*WORK TO COMPLETE:* Starting with the first line of the records, write out each line exactly until you have included the line containing "#[derive(Debug, Clone, Copy)]".

*INFORMATION SUPPLIED:*
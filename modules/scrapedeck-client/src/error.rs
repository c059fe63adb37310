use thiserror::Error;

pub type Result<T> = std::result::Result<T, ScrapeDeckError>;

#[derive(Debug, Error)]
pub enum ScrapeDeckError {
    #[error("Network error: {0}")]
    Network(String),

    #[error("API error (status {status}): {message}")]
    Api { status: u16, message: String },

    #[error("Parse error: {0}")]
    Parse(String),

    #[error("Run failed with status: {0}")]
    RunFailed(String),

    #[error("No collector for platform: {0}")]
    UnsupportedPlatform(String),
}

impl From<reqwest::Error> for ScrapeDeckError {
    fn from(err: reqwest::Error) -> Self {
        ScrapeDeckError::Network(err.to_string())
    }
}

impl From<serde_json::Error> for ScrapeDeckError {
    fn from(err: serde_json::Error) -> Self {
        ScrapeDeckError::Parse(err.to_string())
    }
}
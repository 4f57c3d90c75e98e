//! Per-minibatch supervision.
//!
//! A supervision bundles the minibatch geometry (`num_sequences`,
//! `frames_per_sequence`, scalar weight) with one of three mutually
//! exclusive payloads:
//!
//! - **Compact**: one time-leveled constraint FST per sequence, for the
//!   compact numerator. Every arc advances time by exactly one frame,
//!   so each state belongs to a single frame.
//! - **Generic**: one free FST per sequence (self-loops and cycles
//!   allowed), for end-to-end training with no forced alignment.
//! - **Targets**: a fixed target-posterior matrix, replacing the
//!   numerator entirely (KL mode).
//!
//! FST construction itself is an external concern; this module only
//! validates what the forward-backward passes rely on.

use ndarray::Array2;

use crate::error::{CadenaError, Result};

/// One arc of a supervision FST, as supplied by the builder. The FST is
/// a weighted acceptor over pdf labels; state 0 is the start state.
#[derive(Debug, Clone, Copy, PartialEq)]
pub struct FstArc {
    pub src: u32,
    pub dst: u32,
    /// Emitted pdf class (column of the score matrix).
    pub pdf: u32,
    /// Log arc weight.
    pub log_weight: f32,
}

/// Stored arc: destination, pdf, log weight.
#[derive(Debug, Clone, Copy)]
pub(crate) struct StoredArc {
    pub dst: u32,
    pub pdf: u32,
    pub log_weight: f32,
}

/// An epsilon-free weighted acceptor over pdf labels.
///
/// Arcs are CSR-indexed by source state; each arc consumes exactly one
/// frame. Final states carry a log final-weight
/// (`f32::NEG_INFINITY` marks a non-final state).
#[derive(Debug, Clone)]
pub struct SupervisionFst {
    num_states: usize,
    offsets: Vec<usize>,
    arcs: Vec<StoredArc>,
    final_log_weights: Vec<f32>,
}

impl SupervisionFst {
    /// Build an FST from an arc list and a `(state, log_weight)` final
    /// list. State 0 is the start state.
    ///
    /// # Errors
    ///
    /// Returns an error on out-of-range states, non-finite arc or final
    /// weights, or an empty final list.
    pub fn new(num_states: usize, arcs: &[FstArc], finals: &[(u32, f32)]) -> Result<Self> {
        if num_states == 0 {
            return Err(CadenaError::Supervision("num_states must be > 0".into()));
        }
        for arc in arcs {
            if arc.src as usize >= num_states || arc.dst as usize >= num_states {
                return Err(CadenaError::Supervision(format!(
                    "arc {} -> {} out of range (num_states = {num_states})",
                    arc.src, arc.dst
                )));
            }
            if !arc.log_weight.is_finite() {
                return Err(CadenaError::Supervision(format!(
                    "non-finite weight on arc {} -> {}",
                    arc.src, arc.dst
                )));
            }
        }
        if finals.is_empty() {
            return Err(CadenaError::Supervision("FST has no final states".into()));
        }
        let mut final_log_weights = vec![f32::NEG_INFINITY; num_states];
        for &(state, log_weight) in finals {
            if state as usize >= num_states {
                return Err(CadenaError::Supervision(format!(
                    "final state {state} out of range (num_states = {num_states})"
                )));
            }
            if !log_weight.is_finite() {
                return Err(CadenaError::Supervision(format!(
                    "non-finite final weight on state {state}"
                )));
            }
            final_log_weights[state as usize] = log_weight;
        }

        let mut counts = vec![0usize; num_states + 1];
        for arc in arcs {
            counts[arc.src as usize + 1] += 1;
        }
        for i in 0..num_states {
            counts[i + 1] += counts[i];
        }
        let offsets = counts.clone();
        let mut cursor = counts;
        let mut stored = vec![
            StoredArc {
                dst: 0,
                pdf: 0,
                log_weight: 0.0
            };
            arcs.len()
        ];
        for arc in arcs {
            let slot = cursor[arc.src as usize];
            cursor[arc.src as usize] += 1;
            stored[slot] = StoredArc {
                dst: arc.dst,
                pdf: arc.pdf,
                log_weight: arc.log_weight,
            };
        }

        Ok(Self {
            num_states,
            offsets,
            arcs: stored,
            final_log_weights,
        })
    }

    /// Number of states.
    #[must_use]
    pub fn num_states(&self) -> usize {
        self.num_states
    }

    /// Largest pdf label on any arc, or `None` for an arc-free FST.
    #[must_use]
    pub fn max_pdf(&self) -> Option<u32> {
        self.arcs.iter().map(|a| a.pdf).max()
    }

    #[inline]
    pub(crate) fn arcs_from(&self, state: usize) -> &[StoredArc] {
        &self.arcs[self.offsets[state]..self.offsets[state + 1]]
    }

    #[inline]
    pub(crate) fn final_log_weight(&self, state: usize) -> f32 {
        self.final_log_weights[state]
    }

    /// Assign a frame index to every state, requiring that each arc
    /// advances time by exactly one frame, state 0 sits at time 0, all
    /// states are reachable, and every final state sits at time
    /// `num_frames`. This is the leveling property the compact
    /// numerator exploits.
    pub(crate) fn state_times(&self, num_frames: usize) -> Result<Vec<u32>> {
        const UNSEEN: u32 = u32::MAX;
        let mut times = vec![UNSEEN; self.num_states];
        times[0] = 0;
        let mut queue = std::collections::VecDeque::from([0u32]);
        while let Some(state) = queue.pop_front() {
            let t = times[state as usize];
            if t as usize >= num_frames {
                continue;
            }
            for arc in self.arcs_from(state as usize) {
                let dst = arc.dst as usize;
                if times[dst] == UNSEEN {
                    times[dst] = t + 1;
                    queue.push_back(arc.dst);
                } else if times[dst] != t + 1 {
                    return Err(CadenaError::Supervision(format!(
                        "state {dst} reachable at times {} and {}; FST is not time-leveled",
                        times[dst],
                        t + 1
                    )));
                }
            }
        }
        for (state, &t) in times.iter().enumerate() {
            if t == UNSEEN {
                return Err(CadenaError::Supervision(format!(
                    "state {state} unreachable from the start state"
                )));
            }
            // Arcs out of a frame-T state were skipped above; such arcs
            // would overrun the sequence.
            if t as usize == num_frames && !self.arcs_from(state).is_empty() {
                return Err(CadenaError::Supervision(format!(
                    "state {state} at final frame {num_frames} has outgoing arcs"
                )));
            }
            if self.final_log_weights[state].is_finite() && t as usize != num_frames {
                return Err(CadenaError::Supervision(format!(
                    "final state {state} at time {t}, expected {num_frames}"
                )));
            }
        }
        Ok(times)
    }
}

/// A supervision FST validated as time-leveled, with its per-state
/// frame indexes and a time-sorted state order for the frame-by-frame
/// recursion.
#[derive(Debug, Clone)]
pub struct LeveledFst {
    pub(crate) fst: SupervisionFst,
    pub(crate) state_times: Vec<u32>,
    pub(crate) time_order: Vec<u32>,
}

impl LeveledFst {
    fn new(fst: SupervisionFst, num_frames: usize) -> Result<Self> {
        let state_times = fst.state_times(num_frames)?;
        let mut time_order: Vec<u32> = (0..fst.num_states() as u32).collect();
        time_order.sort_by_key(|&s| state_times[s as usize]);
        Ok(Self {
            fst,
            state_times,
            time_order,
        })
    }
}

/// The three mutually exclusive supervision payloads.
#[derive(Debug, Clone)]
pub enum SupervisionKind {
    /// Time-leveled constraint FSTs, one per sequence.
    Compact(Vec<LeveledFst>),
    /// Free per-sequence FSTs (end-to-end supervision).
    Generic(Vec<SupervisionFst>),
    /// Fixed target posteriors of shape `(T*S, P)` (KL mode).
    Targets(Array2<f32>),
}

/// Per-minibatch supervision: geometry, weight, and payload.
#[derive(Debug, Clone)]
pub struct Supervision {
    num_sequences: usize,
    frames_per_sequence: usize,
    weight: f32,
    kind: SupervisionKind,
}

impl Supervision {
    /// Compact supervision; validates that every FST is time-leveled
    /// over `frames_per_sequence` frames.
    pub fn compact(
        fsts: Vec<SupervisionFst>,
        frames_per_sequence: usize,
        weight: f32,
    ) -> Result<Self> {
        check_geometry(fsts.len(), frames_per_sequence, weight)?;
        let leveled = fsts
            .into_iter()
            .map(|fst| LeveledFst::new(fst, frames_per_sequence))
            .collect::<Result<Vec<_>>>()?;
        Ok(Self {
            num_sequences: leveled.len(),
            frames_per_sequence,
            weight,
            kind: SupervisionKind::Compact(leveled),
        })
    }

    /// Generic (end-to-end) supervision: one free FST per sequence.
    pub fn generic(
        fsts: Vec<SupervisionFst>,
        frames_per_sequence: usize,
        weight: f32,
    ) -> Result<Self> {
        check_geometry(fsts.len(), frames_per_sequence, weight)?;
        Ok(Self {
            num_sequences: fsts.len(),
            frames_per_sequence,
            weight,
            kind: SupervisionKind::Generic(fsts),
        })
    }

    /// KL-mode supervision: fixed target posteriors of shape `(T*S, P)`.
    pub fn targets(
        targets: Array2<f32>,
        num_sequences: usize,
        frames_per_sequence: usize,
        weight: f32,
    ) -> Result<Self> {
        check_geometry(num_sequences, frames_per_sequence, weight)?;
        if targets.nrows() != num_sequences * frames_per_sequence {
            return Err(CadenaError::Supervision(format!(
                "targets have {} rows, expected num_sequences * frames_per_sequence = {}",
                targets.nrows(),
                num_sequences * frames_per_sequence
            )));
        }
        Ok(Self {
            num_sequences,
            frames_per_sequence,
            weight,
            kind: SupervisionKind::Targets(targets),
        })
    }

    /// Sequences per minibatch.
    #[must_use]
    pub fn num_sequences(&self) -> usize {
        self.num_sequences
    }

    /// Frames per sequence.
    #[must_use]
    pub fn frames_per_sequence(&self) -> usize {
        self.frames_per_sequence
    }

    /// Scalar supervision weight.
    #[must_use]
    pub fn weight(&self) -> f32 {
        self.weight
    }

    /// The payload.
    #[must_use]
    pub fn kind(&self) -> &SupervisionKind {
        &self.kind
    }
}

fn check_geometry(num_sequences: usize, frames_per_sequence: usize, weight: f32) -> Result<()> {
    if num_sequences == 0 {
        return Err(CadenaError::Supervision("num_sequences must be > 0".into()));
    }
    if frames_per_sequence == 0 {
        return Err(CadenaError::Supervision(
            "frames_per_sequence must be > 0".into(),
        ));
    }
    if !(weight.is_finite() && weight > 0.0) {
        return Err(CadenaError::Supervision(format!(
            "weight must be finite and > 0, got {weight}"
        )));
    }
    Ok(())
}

*SOLUTION TO THIS EXERCISE:*
filename modules/scrapedeck-client/src/error.rs
repository c059fe63adb37310
use thiserror::Error;

pub type Result<T> = std::result::Result<T, ScrapeDeckError>;

#[derive(Debug, Error)]
pub enum ScrapeDeckError {
    #[error("Network error: {0}")]
    Network(String),

    #[error("API error (status {status}): {message}")]
    Api { status: u16, message: String },

    #[error("Parse error: {0}")]
    Parse(String),

    #[error("Run failed with status: {0}")]
    RunFailed(String),

    #[error("No collector for platform: {0}")]
    UnsupportedPlatform(String),
}

impl From<reqwest::Error> for ScrapeDeckError {
    fn from(err: reqwest::Error) -> Self {
        ScrapeDeckError::Network(err.to_string())
    }
}

impl From<serde_json::Error> for ScrapeDeckError {
    fn from(err: serde_json::Error) -> Self {
        ScrapeDeckError::Parse(err.to_string())
    }
}
repository 4f57c3d90c75e98e
//! Per-minibatch supervision.
//!
//! A supervision bundles the minibatch geometry (`num_sequences`,
//! `frames_per_sequence`, scalar weight) with one of three mutually
//! exclusive payloads:
//!
//! - **Compact**: one time-leveled constraint FST per sequence, for the
//!   compact numerator. Every arc advances time by exactly one frame,
//!   so each state belongs to a single frame.
//! - **Generic**: one free FST per sequence (self-loops and cycles
//!   allowed), for end-to-end training with no forced alignment.
//! - **Targets**: a fixed target-posterior matrix, replacing the
//!   numerator entirely (KL mode).
//!
//! FST construction itself is an external concern; this module only
//! validates what the forward-backward passes rely on.

use ndarray::Array2;

use crate::error::{CadenaError, Result};

/// One arc of a supervision FST, as supplied by the builder. The FST is
/// a weighted acceptor over pdf labels; state 0 is the start state.
#[derive(Debug, Clone, Copy, PartialEq)]
pub struct FstArc {
    pub src: u32,
    pub dst: u32,
    /// Emitted pdf class (column of the score matrix).
    pub pdf: u32,
    /// Log arc weight.
    pub log_weight: f32,
}

/// Stored arc: destination, pdf, log weight.
#[derive(Debug, Clone, Copy)]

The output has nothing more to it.